Genevieve Walsh first visited Pakistan in 2007 to explore some of the most remote regions of northern Pakistan, Azad Kashmir, Gilgit-Baltistan, and eventually Afghanistan. Formerly a girls’ high school teacher in southern Africa and South America, and accustomed to traveling and living in rugged mountain terrain, Genevieve was quickly drawn to what became her life’s work: increasing access to education for all girls, especially those living in the challenging, mountainous regions of northern Pakistan.
Genevieve spent four years conducting her doctoral research to better understand what led to Pakistan’s second highest out-of-school children rate in the world, and what could be done about it. She completed her Doctorate in Education, and founded a progressive international non-governmental organization (INGO) model that partners directly with local community leaders and local governments to establish high quality sustainable school systems. Genevieve and her local Balti team launched Iqra Fund in 2011 and have spent over a decade celebrating its successes.
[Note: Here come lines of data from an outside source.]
//! Shared application state injected into all Axum handlers.

use std::sync::Arc;

use crate::persistence::Store;

/// Shared application state available to all handlers via Axum's
/// `State` extractor.
#[derive(Debug, Clone)]
pub struct AppState {
    /// Storage gateway shared with the ingestion jobs.
    pub store: Arc<dyn Store>,
    /// Window within which a machine counts as online.
    pub liveness: chrono::Duration,
}
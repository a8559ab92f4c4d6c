//! Network plumbing: UDP listeners and the leaderboard HTTP client.

pub mod leaderboard;
pub mod udp;

pub use leaderboard::LeaderboardClient;
pub use udp::{Datagram, DatagramListener};
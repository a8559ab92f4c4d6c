//! Machine handlers: fleet listing, game history and the running session.

use axum::extract::{Path, State};
use axum::response::IntoResponse;
use axum::routing::get;
use axum::{Json, Router};
use chrono::Utc;

use crate::api::dto::{GameDto, MachineDto, SessionDto};
use crate::app_state::AppState;
use crate::domain::MachineId;
use crate::error::{ApiError, ErrorResponse};
use crate::persistence::{GameRepository, GameStateRepository, MachineRepository};

/// `GET /machines`: List every machine ever discovered.
///
/// # Errors
///
/// Returns [`ApiError::Storage`] if the store cannot be read.
#[utoipa::path(
    get,
    path = "/api/v1/machines",
    tag = "Machines",
    summary = "List machines",
    description = "Returns every machine that has announced itself, ordered by address, with an `online` flag derived from the liveness window.",
    responses(
        (status = 200, description = "Machine list", body = Vec<MachineDto>),
        (status = 500, description = "Storage failure", body = ErrorResponse),
    )
)]
pub async fn list_machines(State(state): State<AppState>) -> Result<impl IntoResponse, ApiError> {
    let now = Utc::now();
    let machines: Vec<MachineDto> = state
        .store
        .list_machines()
        .await?
        .into_iter()
        .map(|m| MachineDto::from_machine(m, now, state.liveness))
        .collect();
    Ok(Json(machines))
}

/// `GET /machines/{id}/games`: Game history of one machine.
///
/// # Errors
///
/// Returns [`ApiError::MachineNotFound`] for an unknown address.
#[utoipa::path(
    get,
    path = "/api/v1/machines/{id}/games",
    tag = "Machines",
    summary = "List games of a machine",
    description = "Returns the machine's games, newest first. Includes games reconstructed from its leaderboard.",
    params(("id" = String, Path, description = "Machine network address")),
    responses(
        (status = 200, description = "Game list", body = Vec<GameDto>),
        (status = 404, description = "Machine not found", body = ErrorResponse),
    )
)]
pub async fn machine_games(
    State(state): State<AppState>,
    Path(id): Path<String>,
) -> Result<impl IntoResponse, ApiError> {
    let machine = known_machine(&state, id).await?;
    let games: Vec<GameDto> = state
        .store
        .games_for_machine(&machine)
        .await?
        .into_iter()
        .map(GameDto::from)
        .collect();
    Ok(Json(games))
}

/// `GET /machines/{id}/session`: The running session of one machine.
///
/// # Errors
///
/// Returns [`ApiError::MachineNotFound`] for an unknown address and
/// [`ApiError::NoActiveSession`] when the machine is idle.
#[utoipa::path(
    get,
    path = "/api/v1/machines/{id}/session",
    tag = "Machines",
    summary = "Get the running session",
    description = "Returns the machine's active game and its latest recorded state.",
    params(("id" = String, Path, description = "Machine network address")),
    responses(
        (status = 200, description = "Active session", body = SessionDto),
        (status = 404, description = "Machine not found or idle", body = ErrorResponse),
    )
)]
pub async fn machine_session(
    State(state): State<AppState>,
    Path(id): Path<String>,
) -> Result<impl IntoResponse, ApiError> {
    let machine = known_machine(&state, id).await?;
    let game = match state.store.latest_game(&machine).await? {
        Some(game) if game.active => game,
        _ => return Err(ApiError::NoActiveSession(machine)),
    };
    let latest_state = state.store.latest_state(game.id).await?.map(|s| s.state);
    Ok(Json(SessionDto {
        game: GameDto::from(game),
        latest_state,
    }))
}

async fn known_machine(state: &AppState, id: String) -> Result<MachineId, ApiError> {
    let machine = MachineId::new(id);
    match state.store.get_machine(&machine).await? {
        Some(_) => Ok(machine),
        None => Err(ApiError::MachineNotFound(machine)),
    }
}

/// Machine routes.
pub fn routes() -> Router<AppState> {
    Router::new()
        .route("/machines", get(list_machines))
        .route("/machines/{id}/games", get(machine_games))
        .route("/machines/{id}/session", get(machine_session))
}
//! Lazily bound, non-blocking UDP listener.
//!
//! Each ingestion job owns one [`DatagramListener`] for the lifetime of the
//! process. The socket is bound on first use with `SO_REUSEADDR` and put in
//! non-blocking mode, so [`DatagramListener::drain`] reads everything that is
//! queued and returns as soon as the queue is empty.

use std::io;
use std::net::{SocketAddr, UdpSocket};

use socket2::{Domain, Protocol, Socket, Type};

/// Largest datagram accepted; longer payloads are truncated by the kernel
/// and then fail to decode.
pub const MAX_DATAGRAM_SIZE: usize = 4096;

/// One received datagram.
#[derive(Debug, Clone, PartialEq, Eq)]
pub struct Datagram {
    /// Packet source address.
    pub source: SocketAddr,
    /// Payload bytes.
    pub payload: Vec<u8>,
}

/// UDP socket bound on first use and kept open until dropped.
///
/// A failed bind disables the listener for the rest of its lifetime. The
/// failure is reported once; later drains come back empty.
#[derive(Debug)]
pub struct DatagramListener {
    bind_addr: SocketAddr,
    socket: Option<UdpSocket>,
    disabled: bool,
}

impl DatagramListener {
    /// Creates a listener for `bind_addr` without binding yet.
    #[must_use]
    pub fn new(bind_addr: SocketAddr) -> Self {
        Self {
            bind_addr,
            socket: None,
            disabled: false,
        }
    }

    /// Address this listener binds to.
    #[must_use]
    pub fn bind_addr(&self) -> SocketAddr {
        self.bind_addr
    }

    /// Whether an earlier bind failed.
    #[must_use]
    pub fn is_disabled(&self) -> bool {
        self.disabled
    }

    /// Actual local address, once bound.
    #[must_use]
    pub fn local_addr(&self) -> Option<SocketAddr> {
        self.socket.as_ref().and_then(|s| s.local_addr().ok())
    }

    /// Binds the socket if it is not bound yet.
    ///
    /// # Errors
    ///
    /// Returns the OS error if the socket cannot be created or bound, and
    /// an error of kind [`io::ErrorKind::NotConnected`] on every later call.
    pub fn ensure_bound(&mut self) -> io::Result<&UdpSocket> {
        if self.disabled {
            return Err(io::Error::new(
                io::ErrorKind::NotConnected,
                format!("listener on {} disabled after bind failure", self.bind_addr),
            ));
        }
        if self.socket.is_none() {
            let socket = bind_reusable(self.bind_addr).inspect_err(|err| {
                tracing::error!(addr = %self.bind_addr, error = %err, "failed to set up udp socket");
                self.disabled = true;
            })?;
            tracing::info!(
                addr = %socket.local_addr().unwrap_or(self.bind_addr),
                "udp listener bound"
            );
            self.socket = Some(socket);
        }
        self.socket
            .as_ref()
            .ok_or_else(|| io::Error::other("socket missing after bind"))
    }

    /// Reads every queued datagram without blocking.
    ///
    /// An empty queue ends the drain. Interrupted reads are retried. A
    /// disabled listener yields an empty batch.
    ///
    /// # Errors
    ///
    /// Returns the OS error if the first bind fails or a read fails for any
    /// reason other than an empty queue.
    pub fn drain(&mut self) -> io::Result<Vec<Datagram>> {
        if self.disabled {
            tracing::debug!(addr = %self.bind_addr, "listener disabled, nothing to drain");
            return Ok(Vec::new());
        }
        let socket = self.ensure_bound()?;
        let mut buf = [0u8; MAX_DATAGRAM_SIZE];
        let mut datagrams = Vec::new();
        loop {
            match socket.recv_from(&mut buf) {
                Ok((len, source)) => {
                    let payload = buf.get(..len).unwrap_or_default().to_vec();
                    datagrams.push(Datagram { source, payload });
                }
                Err(e) if e.kind() == io::ErrorKind::WouldBlock => break,
                Err(e) if e.kind() == io::ErrorKind::Interrupted => continue,
                Err(e) => return Err(e),
            }
        }
        Ok(datagrams)
    }
}

/// Creates a non-blocking UDP socket with `SO_REUSEADDR` bound to `addr`.
fn bind_reusable(addr: SocketAddr) -> io::Result<UdpSocket> {
    let socket = Socket::new(Domain::for_address(addr), Type::DGRAM, Some(Protocol::UDP))?;
    socket.set_reuse_address(true)?;
    socket.set_broadcast(true)?;
    socket.bind(&addr.into())?;
    socket.set_nonblocking(true)?;
    Ok(socket.into())
}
Iqra Fund has established 16 schools in northern Pakistan for the first generation of girls (and boys), with 100% enrollment for girls in each village.
Iqra Fund is now supporting its first university graduates returning to their home villages to start careers in village-based medicine and education. Genevieve continues to research the global and regional geopolitical, economic, and environmental outcomes from educating girls, and believes that Iqra Fund’s 5,000 students to-date are part of a generation that will change the future for Pakistan. Genevieve leads Iqra Fund from her home office in Nevada, with her two children and a Balti-inspired backyard farm with goats and chickens. She travels frequently to Pakistan to support the organization as they scale their reach in the months and years to come.